Students and faculty react to GameStop stock surge


Usually relegated to the corners of the Marshall School of Business and campus investing clubs, the stock market was on the front of students’ minds this week after GameStop’s stock surged 1000% since last year, capturing the imagination of students hoping to strike it rich overnight. 

“Everything about [the stock surge] is really crazy, especially how it happened so suddenly,” said Steve Nguyen, a sophomore majoring in business administration and a founder of quantitative finance club Quant SC. 

GameStop surged after an army of non-professional investors on the Reddit forum WallStreetBets decided to target the stock and push its price up, in part motivated by the fact that major hedge funds had decided to short sell the stock. Short selling occurs when investors bet that the price of a stock will decrease, causing them to  borrow shares of the stock and sell it, hoping to buy them back at a lower price.

If the stock’s price rises while investors are short selling it, they are forced to cover the shares that they borrowed. This situation, known as a short squeeze, pushes the price of the stock even higher because additional shares are bought.

To initiate a short squeeze of GameStop’s stocks, non-professional investors utilized Robinhood, an app which allows users to participate in commission-free trading, to buy shares of the stock. 

“Robinhood precipitated this democratization of the financial markets, [and] it basically took something that was only available to institutional asset managers and money managers with large amounts of capital and … made that [accessible],” said Garret Nourse, co-president of USC Value Investing Group. 

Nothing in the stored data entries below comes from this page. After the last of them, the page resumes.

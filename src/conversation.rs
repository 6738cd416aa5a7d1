use crate::context::{AttachedFile, ChatContext, Turn};
use crate::prompt;

/// How many prior turns are replayed to the model with each request.
///
/// Older turns are dropped. The window counts messages, not tokens.
#[derive(Debug, Clone, Copy, PartialEq, Eq)]
pub struct HistoryWindow(pub usize);

impl HistoryWindow {
    pub const DEFAULT: HistoryWindow = HistoryWindow(8);

    pub fn apply<'a>(&self, history: &'a [Turn]) -> &'a [Turn] {
        let skip = history.len().saturating_sub(self.0);
        &history[skip..]
    }
}

impl Default for HistoryWindow {
    fn default() -> Self {
        Self::DEFAULT
    }
}

/// The user turn text: the message, then inlined contents of attached files.
pub fn user_turn_content(message: &str, attached_files: &[AttachedFile]) -> String {
    let mut out = message.to_string();
    if attached_files.is_empty() {
        return out;
    }

    out.push_str("\n\n--- Attached Files ---\n");
    for file in attached_files {
        // Nothing loaded, nothing to show.
        let Some(content) = file.content.as_deref().filter(|c| !c.is_empty()) else {
            continue;
        };
        out.push_str(&format!("\n**{}:**\n```\n{}\n```\n", file.name, content));
    }
    out
}

/// Exact message sequence sent to the completion API:
/// system turn, the windowed history, then the new user turn.
pub fn assemble(
    message: &str,
    attached_files: &[AttachedFile],
    context: &ChatContext,
    history: &[Turn],
    window: HistoryWindow,
) -> Vec<Turn> {
    let recent = window.apply(history);
    let mut turns = Vec::with_capacity(recent.len() + 2);
    turns.push(Turn::system(prompt::build_system_prompt(context, attached_files)));
    turns.extend_from_slice(recent);
    turns.push(Turn::user(user_turn_content(message, attached_files)));
    turns
}

/// Session transcript. Only completed exchanges are recorded.
#[derive(Debug, Clone, Default)]
pub struct Transcript(Vec<Turn>);

impl Transcript {
    pub fn new() -> Self {
        Self(Vec::new())
    }

    pub fn push_exchange(&mut self, user: impl Into<String>, assistant: impl Into<String>) {
        self.0.push(Turn::user(user));
        self.0.push(Turn::assistant(assistant));
    }

    pub fn turns(&self) -> &[Turn] {
        &self.0
    }

    pub fn len(&self) -> usize {
        self.0.len()
    }

    pub fn is_empty(&self) -> bool {
        self.0.is_empty()
    }
}

#[cfg(test)]
mod tests {
    use super::*;
    use crate::context::{FileKind, Role};

    fn text_file(name: &str, content: Option<&str>) -> AttachedFile {
        AttachedFile {
            name: name.to_string(),
            path: format!("/w/{name}"),
            kind: FileKind::Text,
            content: content.map(str::to_string),
            size: None,
        }
    }

    fn history(n: usize) -> Vec<Turn> {
        (0..n)
            .map(|i| {
                if i % 2 == 0 {
                    Turn::user(format!("q{i}"))
                } else {
                    Turn::assistant(format!("a{i}"))
                }
            })
            .collect()
    }

    #[test]
    fn no_attachments_leaves_message_untouched() {
        assert_eq!(user_turn_content("hi", &[]), "hi");
    }

    #[test]
    fn attachment_is_inlined_in_fenced_block() {
        let got = user_turn_content("hi", &[text_file("a.txt", Some("X"))]);
        assert_eq!(got, "hi\n\n--- Attached Files ---\n\n**a.txt:**\n```\nX\n```\n");
    }

    #[test]
    fn attachments_without_content_are_skipped() {
        let got = user_turn_content(
            "hi",
            &[text_file("empty.bin", None), text_file("b.rs", Some("fn b() {}"))],
        );
        assert_eq!(got, "hi\n\n--- Attached Files ---\n\n**b.rs:**\n```\nfn b() {}\n```\n");
        assert!(!got.contains("empty.bin"));
    }

    #[test]
    fn empty_file_content_gets_no_block() {
        let got = user_turn_content("hi", &[text_file("empty.txt", Some(""))]);
        assert_eq!(got, "hi\n\n--- Attached Files ---\n");
    }

    #[test]
    fn ten_prior_turns_keep_the_last_eight() {
        let h = history(10);
        let turns = assemble("next", &[], &ChatContext::default(), &h, HistoryWindow::DEFAULT);
        assert_eq!(turns.len(), 10);
        assert_eq!(turns[0].role, Role::System);
        assert_eq!(&turns[1..9], &h[2..]);
        assert_eq!(turns[9], Turn::user("next"));
    }

    #[test]
    fn short_history_is_kept_whole() {
        let h = history(3);
        let turns = assemble("x", &[], &ChatContext::default(), &h, HistoryWindow::DEFAULT);
        assert_eq!(turns.len(), 5);
        assert_eq!(&turns[1..4], &h[..]);
    }

    #[test]
    fn window_is_configurable() {
        let h = history(6);
        let turns = assemble("x", &[], &ChatContext::default(), &h, HistoryWindow(2));
        assert_eq!(&turns[1..3], &h[4..]);

        let turns = assemble("x", &[], &ChatContext::default(), &h, HistoryWindow(0));
        assert_eq!(turns.len(), 2);
    }

    #[test]
    fn system_turn_comes_from_prompt_builder() {
        let ctx = ChatContext {
            current_file: Some("lib.rs".into()),
            ..Default::default()
        };
        let files = [text_file("a.txt", Some("X"))];
        let turns = assemble("hi", &files, &ctx, &[], HistoryWindow::DEFAULT);
        assert_eq!(turns[0].content, prompt::build_system_prompt(&ctx, &files));
        assert_eq!(turns[1].role, Role::User);
        assert!(turns[1].content.ends_with("```\nX\n```\n"));
    }

    #[test]
    fn transcript_records_exchanges_in_order() {
        let mut t = Transcript::new();
        assert!(t.is_empty());
        t.push_exchange("q", "a");
        t.push_exchange("q2", "a2");
        assert_eq!(t.len(), 4);
        assert_eq!(t.turns()[2], Turn::user("q2"));
        assert_eq!(t.turns()[3].role, Role::Assistant);
    }
}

Robinhood, with a mission to “democratize finance for all,” was founded in 2013 and had 13 million accounts as of May 2020. 

“I think the most interesting part of the whole situation is how trading, especially market making, has become much more equalized as a result of Robinhood … I think the important thing to take away is that this shows a trend of decentralization [in trading],” Nguyen said. “I think it’s a really interesting movement how a lot of older institutions are now becoming more decentralized. People have a lot more power now than they did years ago.”

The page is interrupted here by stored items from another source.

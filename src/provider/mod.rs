#[cfg(feature = "groq")]
pub mod groq;
pub mod stub;
mod types;

pub use types::{Choice, ChoiceMessage, CompletionRequest, CompletionResponse, Provider};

However, Nguyen doesn’t anticipate that these new trends will alter his investing strategies, instead he prefers to focus on the long-term picture and analysis.

“You can’t create these strategies directly based off what’s happening within the past week,” he said. “It’s not going to be statistically significant.”

Lawrence Harris, the Fred V. Keenan Chair in finance and professor of finance and business economics at Marshall, spoke about the dangers of the current market conditions, particularly for non-professional investors.

“We’re not talking about playing a game here, where the money doesn’t matter. This is real money,” Harris said. “We’re not talking about democracy here, we’re talking about price manipulation. There should not be game playing in the financial markets.”

According to Harris, despite temporary success for non-professional investors, larger hedge funds will ultimately win out.

“There’s going to be a huge number of people who bought the stock at high prices, and they’re going to lose,” Harris said. “In the end, there’s no amount of retail money that can stand against enough institutional [money].”

For Nourse and the USC Value Investing Group, these market trends differed greatly from the stock and finance strategies they study. Members of the organization spend their first year learning about stocks and finance until, at the end of the semester, they pitch a stock to senior members in the group.

“I would call us the antithesis of day-trading. That’s not what we do at all,” Nourse said. “At the end of the day, if you don’t have, in today’s markets, a quantitative or an algorithmic strategy, and you’re not part of the 0.1% of people who are just born traders, then it’s ultimately gambling.”

With GameStop’s stock value already decreasing since its initial surge, Nguyen is still optimistic that the surge was beneficial in increasing interest in trading and investing. 

“No matter the reason why you get into it, now that more people are more into investing and their personal finances, I think people are better off as a result,” he said.